> Your task
List all the lines in these records that hold "currentPawnID".

> Dataset entries

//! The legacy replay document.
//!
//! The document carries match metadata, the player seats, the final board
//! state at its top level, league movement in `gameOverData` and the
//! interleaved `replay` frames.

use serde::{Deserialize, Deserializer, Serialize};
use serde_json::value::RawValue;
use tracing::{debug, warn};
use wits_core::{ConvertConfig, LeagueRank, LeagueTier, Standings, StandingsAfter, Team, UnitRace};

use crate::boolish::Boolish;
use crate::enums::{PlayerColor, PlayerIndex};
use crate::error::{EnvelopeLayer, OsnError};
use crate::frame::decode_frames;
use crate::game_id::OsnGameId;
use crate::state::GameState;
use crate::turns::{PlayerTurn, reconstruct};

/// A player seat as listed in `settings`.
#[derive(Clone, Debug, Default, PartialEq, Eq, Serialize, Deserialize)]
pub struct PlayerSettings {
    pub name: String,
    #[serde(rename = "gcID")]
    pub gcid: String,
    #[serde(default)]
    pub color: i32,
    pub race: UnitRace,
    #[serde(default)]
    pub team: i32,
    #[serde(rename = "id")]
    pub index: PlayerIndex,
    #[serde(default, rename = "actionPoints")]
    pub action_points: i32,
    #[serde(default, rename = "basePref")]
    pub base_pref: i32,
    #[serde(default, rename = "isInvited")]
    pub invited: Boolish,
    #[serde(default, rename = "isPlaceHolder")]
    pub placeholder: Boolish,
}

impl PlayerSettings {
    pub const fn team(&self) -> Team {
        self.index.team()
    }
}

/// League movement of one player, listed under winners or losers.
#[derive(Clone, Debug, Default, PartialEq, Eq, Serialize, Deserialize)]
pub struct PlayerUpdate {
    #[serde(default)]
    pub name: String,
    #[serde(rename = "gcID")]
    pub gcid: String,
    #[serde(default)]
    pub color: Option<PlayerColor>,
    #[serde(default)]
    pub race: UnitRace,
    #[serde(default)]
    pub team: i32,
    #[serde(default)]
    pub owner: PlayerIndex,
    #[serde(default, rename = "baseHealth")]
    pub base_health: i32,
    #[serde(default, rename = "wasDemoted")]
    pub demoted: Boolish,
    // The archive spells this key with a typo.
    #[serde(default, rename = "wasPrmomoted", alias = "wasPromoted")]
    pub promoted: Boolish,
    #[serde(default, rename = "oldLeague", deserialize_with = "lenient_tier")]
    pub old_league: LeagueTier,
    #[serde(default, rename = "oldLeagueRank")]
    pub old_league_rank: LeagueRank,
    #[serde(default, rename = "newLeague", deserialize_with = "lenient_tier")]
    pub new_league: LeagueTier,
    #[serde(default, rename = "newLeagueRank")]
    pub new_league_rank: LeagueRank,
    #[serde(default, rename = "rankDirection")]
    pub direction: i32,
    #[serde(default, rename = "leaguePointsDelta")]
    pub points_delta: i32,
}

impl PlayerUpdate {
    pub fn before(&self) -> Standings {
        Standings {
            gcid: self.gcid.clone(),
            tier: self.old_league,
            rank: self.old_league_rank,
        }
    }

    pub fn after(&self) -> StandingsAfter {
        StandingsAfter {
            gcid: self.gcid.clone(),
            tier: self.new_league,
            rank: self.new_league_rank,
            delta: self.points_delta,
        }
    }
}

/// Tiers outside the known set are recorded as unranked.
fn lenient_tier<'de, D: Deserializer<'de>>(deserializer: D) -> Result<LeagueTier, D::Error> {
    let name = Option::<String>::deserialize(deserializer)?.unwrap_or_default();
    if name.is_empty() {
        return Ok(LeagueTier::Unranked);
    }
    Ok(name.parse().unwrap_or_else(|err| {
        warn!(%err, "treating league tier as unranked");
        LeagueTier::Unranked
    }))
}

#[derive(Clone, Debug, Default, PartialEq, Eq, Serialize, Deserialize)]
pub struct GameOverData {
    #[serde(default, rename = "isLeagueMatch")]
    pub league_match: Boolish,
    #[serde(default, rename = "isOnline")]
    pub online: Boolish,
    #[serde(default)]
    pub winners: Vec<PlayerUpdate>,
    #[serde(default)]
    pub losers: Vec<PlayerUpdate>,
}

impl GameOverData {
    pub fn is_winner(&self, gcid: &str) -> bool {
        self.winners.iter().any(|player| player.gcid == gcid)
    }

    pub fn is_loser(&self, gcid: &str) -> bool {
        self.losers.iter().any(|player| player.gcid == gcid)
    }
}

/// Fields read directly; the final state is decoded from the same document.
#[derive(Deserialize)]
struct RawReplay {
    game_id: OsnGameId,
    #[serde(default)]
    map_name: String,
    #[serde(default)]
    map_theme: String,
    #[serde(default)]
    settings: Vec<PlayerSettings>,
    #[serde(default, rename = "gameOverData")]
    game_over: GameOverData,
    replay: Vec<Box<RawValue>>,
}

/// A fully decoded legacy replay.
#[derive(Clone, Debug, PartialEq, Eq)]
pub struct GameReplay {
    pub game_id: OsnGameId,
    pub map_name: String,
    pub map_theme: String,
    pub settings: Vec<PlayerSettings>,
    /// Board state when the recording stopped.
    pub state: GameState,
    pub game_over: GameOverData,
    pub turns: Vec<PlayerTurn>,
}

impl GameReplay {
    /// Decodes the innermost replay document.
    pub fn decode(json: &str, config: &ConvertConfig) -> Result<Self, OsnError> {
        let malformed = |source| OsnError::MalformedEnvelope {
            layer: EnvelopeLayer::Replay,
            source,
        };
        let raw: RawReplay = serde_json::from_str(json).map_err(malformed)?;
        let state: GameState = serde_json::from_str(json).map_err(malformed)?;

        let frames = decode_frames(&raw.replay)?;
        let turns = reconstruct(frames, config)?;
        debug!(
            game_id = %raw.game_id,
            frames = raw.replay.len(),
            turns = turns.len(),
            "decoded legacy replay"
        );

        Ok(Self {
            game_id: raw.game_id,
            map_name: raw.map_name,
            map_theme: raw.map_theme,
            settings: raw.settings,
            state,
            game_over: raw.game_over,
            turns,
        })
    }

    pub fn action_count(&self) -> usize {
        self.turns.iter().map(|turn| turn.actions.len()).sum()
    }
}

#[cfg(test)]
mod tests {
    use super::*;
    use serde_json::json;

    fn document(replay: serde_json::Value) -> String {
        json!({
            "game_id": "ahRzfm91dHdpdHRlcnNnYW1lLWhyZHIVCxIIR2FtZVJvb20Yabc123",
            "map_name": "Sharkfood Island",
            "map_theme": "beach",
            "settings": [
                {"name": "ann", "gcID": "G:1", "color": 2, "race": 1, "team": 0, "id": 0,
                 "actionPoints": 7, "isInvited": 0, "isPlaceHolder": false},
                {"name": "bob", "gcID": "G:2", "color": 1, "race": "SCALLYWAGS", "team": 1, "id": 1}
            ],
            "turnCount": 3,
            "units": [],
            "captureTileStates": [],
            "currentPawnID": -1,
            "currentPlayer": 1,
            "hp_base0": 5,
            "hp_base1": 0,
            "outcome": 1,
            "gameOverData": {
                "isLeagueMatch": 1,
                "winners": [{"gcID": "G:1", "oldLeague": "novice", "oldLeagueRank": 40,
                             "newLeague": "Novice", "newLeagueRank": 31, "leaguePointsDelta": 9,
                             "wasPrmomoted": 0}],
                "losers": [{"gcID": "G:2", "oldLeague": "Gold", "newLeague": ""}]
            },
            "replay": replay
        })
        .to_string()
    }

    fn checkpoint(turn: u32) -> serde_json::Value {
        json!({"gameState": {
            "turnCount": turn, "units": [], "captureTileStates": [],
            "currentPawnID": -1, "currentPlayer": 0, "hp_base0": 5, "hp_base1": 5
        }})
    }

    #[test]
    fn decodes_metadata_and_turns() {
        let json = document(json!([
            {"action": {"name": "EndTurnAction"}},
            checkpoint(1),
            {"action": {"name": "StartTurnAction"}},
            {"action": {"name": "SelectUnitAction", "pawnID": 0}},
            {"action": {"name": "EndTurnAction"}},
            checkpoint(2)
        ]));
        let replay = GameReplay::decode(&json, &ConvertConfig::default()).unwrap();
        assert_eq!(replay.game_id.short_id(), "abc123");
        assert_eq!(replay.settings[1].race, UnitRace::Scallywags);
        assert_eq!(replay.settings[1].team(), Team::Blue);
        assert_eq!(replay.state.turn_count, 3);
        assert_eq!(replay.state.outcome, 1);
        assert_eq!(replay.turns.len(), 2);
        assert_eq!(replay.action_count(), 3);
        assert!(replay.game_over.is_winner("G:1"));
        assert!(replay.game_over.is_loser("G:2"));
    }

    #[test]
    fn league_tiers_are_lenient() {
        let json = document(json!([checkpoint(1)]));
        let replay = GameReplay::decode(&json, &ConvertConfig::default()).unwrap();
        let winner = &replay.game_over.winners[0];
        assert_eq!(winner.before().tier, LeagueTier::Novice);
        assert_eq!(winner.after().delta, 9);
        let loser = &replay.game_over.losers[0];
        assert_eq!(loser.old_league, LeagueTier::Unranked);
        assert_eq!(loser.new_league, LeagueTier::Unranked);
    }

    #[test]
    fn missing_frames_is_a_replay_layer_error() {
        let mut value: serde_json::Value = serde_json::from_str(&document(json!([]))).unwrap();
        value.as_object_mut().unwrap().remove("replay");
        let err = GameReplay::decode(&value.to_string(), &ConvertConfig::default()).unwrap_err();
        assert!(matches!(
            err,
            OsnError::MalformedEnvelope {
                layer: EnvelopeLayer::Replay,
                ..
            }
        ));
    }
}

> Result
            "currentPawnID": -1,
            "currentPawnID": -1, "currentPlayer": 0, "hp_base0": 5, "hp_base1": 5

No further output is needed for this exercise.